Falsi aggiornamenti del browser per distribuire malware
Proofpoint sta controllando almeno quattro cluster di minacce distinte che si basano su falsi aggiornamenti del browser per distribuire malware. Questi falsi update si riferiscono a siti web compromessi che mostrano quella che sembra essere una notifica dello sviluppatore del browser, come Chrome, Firefox o Edge, e avvisano l’utente che il software del browser deve essere aggiornato. Cliccando sul link lutente però non scarica un aggiornamento legittimo, ma un malware pericoloso.
In base alle ricerche di Proofpoint, TA569 utilizza falsi aggiornamenti del browser da oltre cinque anni per distribuire il malware SocGholish, ma recentemente altri cybercriminali hanno seguito le sue orme. Ciascun attore utilizza propri metodi per distribuire esca e payload, sfruttando però le stesse tattiche di social engineering. L’utilizzo di falsi aggiornamenti è unico nel suo genere perché sfrutta la fiducia che gli utenti ripongono nel browser e nei siti conosciuti che visitano.
Gli attori delle minacce che controllano i falsi aggiornamenti del browser utilizzano codice JavaScript o HTML injected che indirizza il traffico verso un dominio da loro controllato, che può potenzialmente sovrascrivere la pagina web con una richiesta di aggiornamento specifica per il browser utilizzato dalla potenziale vittima. Il payload pericoloso verrà quindi scaricato automaticamente o verrà inviata una richiesta all’utente per il download di un “aggiornamento del browser”, che rilascerà il payload.
Queste esche sono efficaci perché gli attori delle minacce approfittano della formazione alla sicurezza degli utenti, per utilizzarla a proprio favore. Nei training, viene insegnato di accettare solo aggiornamenti o aprire link provenienti da siti o individui noti e affidabili e di verificare che siano legittimi. I falsi aggiornamenti del browser sfruttano proprio questa formazione perché compromettono siti affidabili, utilizzando richieste JavaScript per effettuare silenziosamente controlli in background e sovrascrivere il sito esistente con una richiesta di aggiornamento del browser. Per l’utente, il sito sembra essere lo stesso che intendeva visitare e che ora richiede l’update.
Proofpoint non ha identificato gli attori che inviano direttamente email contenenti link dannosi, ma, a causa della natura della minaccia, gli URL compromessi vengono osservati in diversi modi: nel traffico di email di utenti che non sono a conoscenza di siti web compromessi, nei messaggi di monitoraggio, come gli avvisi di Google, o nelle campagne email di massa automatizzate, come quelle che distribuiscono newsletter.

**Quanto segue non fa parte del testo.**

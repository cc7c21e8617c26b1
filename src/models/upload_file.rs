//! In-memory file for dataset uploads.

use bytes::Bytes;

/// One file to send with `POST /training-jobs/{id}/files`.
///
/// Holds the content in memory; clones share the underlying buffer.
#[derive(Debug, Clone, PartialEq)]
pub struct UploadFile {
    /// File name as the server should record it
    pub file_name: String,

    /// MIME type; server sniffs one when absent
    pub content_type: Option<String>,

    /// File content
    pub bytes: Bytes,
}

impl UploadFile {
    /// Create a file from its name and content.
    pub fn new(file_name: impl Into<String>, bytes: impl Into<Bytes>) -> Self {
        Self {
            file_name: file_name.into(),
            content_type: None,
            bytes: bytes.into(),
        }
    }

    /// Set the MIME type.
    pub fn with_content_type(mut self, content_type: impl Into<String>) -> Self {
        self.content_type = Some(content_type.into());
        self
    }

    /// Content size in bytes.
    pub fn size(&self) -> usize {
        self.bytes.len()
    }
}

#[cfg(test)]
mod tests {
    use super::*;

    #[test]
    fn test_new_file() {
        let file = UploadFile::new("train.jsonl", "{\"text\": \"hello\"}".as_bytes().to_vec());

        assert_eq!(file.file_name, "train.jsonl");
        assert_eq!(file.size(), 17);
        assert!(file.content_type.is_none());
    }

    #[test]
    fn test_with_content_type() {
        let file = UploadFile::new("data.csv", b"a,b\n1,2\n".to_vec())
            .with_content_type("text/csv");

        assert_eq!(file.content_type.as_deref(), Some("text/csv"));
    }
}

Questi messaggi sono quindi valutati pericolosi durante il periodo di compromissione del sito. Le aziende non devono considerare queste minacce solo come un problema di posta elettronica, poiché gli utenti potrebbero visitare il sito partendo da un’altra fonte, come un motore di ricerca, un social media o semplicemente navigarvi direttamente, ricevere la richiesta e scaricare potenzialmente il payload dannoso.

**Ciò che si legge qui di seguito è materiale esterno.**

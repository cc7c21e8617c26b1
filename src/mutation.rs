//! Write path: server mutations with declared cache invalidation.
//!
//! Mutations never write fetched data into the cache. They run the server
//! operation and then mark the declared keys stale, which makes active
//! watches re-read from the server. Two policies exist: invalidate on
//! success only, or invalidate regardless of outcome for operations where
//! the server state may have changed either way.

use crate::cache::CacheStore;
use crate::error::Result;
use crate::keys::QueryKey;
use log::{debug, warn};
use serde_json::Value as JsonValue;
use std::future::Future;
use std::time::Instant;

/// Executes mutations and applies their invalidation lists.
#[derive(Clone)]
pub struct MutationRunner {
    cache: CacheStore,
}

impl MutationRunner {
    pub fn new(cache: CacheStore) -> Self {
        Self { cache }
    }

    /// The store this runner invalidates into.
    pub fn cache(&self) -> &CacheStore {
        &self.cache
    }

    /// Run a mutation; on success invalidate every listed key.
    ///
    /// On failure nothing is invalidated and the error propagates, leaving
    /// all cached state exactly as it was.
    pub async fn run<Fut>(&self, operation: Fut, invalidates: &[QueryKey]) -> Result<JsonValue>
    where
        Fut: Future<Output = Result<JsonValue>>,
    {
        let start = Instant::now();
        match operation.await {
            Ok(value) => {
                self.invalidate_all(invalidates);
                debug!(
                    "[LINK_MUTATION] Mutation succeeded: invalidated=[{}] duration_ms={}",
                    join_keys(invalidates),
                    start.elapsed().as_millis()
                );
                Ok(value)
            }
            Err(error) => {
                warn!(
                    "[LINK_MUTATION] Mutation failed, cache untouched: error={} duration_ms={}",
                    error,
                    start.elapsed().as_millis()
                );
                Err(error)
            }
        }
    }

    /// Run a mutation and invalidate every listed key regardless of outcome.
    ///
    /// Used for lifecycle transitions where the server's answer, success or
    /// error, is authoritative and the cache must re-fetch either way.
    pub async fn run_reconciling<Fut>(
        &self,
        operation: Fut,
        invalidates: &[QueryKey],
    ) -> Result<JsonValue>
    where
        Fut: Future<Output = Result<JsonValue>>,
    {
        let start = Instant::now();
        let result = operation.await;
        self.invalidate_all(invalidates);
        match &result {
            Ok(_) => debug!(
                "[LINK_MUTATION] Mutation succeeded: invalidated=[{}] duration_ms={}",
                join_keys(invalidates),
                start.elapsed().as_millis()
            ),
            Err(error) => warn!(
                "[LINK_MUTATION] Mutation failed, invalidated=[{}] anyway: error={} duration_ms={}",
                join_keys(invalidates),
                error,
                start.elapsed().as_millis()
            ),
        }
        result
    }

    fn invalidate_all(&self, keys: &[QueryKey]) {
        for key in keys {
            self.cache.invalidate(key);
        }
    }
}

fn join_keys(keys: &[QueryKey]) -> String {
    keys.iter()
        .map(|key| key.to_string())
        .collect::<Vec<_>>()
        .join(", ")
}

#[cfg(test)]
mod tests {
    use super::*;
    use crate::error::KilnLinkError;
    use crate::keys;
    use serde_json::json;

    #[tokio::test]
    async fn test_success_invalidates_listed_keys() {
        let cache = CacheStore::new();
        let runner = MutationRunner::new(cache.clone());
        let jobs_key = keys::jobs();
        let job_key = keys::job(7);

        cache.set(&jobs_key, json!([{"id": 7}]));
        cache.set(&job_key, json!({"id": 7}));

        let value = runner
            .run(async { Ok(json!({"id": 7, "status": "queued"})) }, &[
                jobs_key.clone(),
                job_key.clone(),
            ])
            .await
            .unwrap();

        assert_eq!(value["status"], "queued");
        assert!(cache.get(&jobs_key).unwrap().is_stale);
        assert!(cache.get(&job_key).unwrap().is_stale);
    }

    #[tokio::test]
    async fn test_failure_leaves_cache_untouched() {
        let cache = CacheStore::new();
        let runner = MutationRunner::new(cache.clone());
        let key = keys::jobs();

        cache.set(&key, json!([{"id": 1}]));

        let result = runner
            .run(
                async { Err(KilnLinkError::NetworkError("refused".to_string())) },
                &[key.clone()],
            )
            .await;

        assert!(result.is_err());
        let entry = cache.get(&key).unwrap();
        assert!(!entry.is_stale, "Failed mutation must not invalidate");
        assert!(entry.is_fresh());
    }

    #[tokio::test]
    async fn test_reconciling_invalidates_on_failure_too() {
        let cache = CacheStore::new();
        let runner = MutationRunner::new(cache.clone());
        let key = keys::job(7);

        cache.set(&key, json!({"id": 7, "status": "running"}));

        let result = runner
            .run_reconciling(
                async {
                    Err(KilnLinkError::ServerError {
                        status_code: 409,
                        message: "Conflict: job is already running".to_string(),
                    })
                },
                &[key.clone()],
            )
            .await;

        assert!(result.is_err());
        assert!(
            cache.get(&key).unwrap().is_stale,
            "Reconciling mutation must invalidate even on failure"
        );
    }

    #[tokio::test]
    async fn test_invalidating_absent_keys_is_harmless() {
        let cache = CacheStore::new();
        let runner = MutationRunner::new(cache.clone());

        let value = runner
            .run(async { Ok(json!("ok")) }, &[keys::jobs(), keys::job(1)])
            .await
            .unwrap();

        assert_eq!(value, json!("ok"));
        assert!(cache.get(&keys::jobs()).is_none(), "No entries should be created");
    }
}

“Si tratta di una minaccia degna di nota, che abbina capacità tecniche uniche con il social engineering per convincere le persone che il loro browser non sia aggiornato. La richiesta di falso aggiornamento è stata osservata condurre a una varietà di malware in grado di rubare dati, controllare a distanza un computer o persino installare ransomware e sta diventando sempre più popolare, probabilmente perché porta risultati. Questa minaccia sfrutta il desiderio di una persona di rendere sicuro il proprio ambiente e proteggere le proprie informazioni, facendo l’esatto contrario, esponendo l’individuo, inconsapevolmente, a malware dannosi”, ha spiegato Dusty Miller, Threat Detection Analyst di Proofpoint.
Ogni campagna filtra il traffico in modo univoco per nascondersi dai ricercatori e ritardare la scoperta, ma tutti i metodi sono efficaci nel filtering. Se da un lato ciò può ridurre la potenziale diffusione di payload pericolosi, dall’altro consente agli attori di mantenere l’accesso ai siti compromessi per periodi di tempo più lunghi. Questo può complicare la risposta, perché con campagne multiple e payload mutevoli, i difensori devono avere il tempo necessario per capire cosa cercare e identificare gli indicatori di compromissione (IOC) pertinenti al momento del download.
L’attività descritta può essere difficile da rilevare e prevenire per i team di sicurezza e può presentare difficoltà nel comunicare la minaccia agli utenti, a causa delle tecniche di social engineering e di compromissione dei siti utilizzate dai cybercriminali. La migliore mitigazione è la difesa in profondità. Le aziende devono disporre di rilevamenti di rete, anche utilizzando il set di regole per le minacce emergenti, e adottare la protezione degli endpoint. Inoltre, devono formare gli utenti affinché identifichino le attività e segnalino quelle sospette ai team di sicurezza.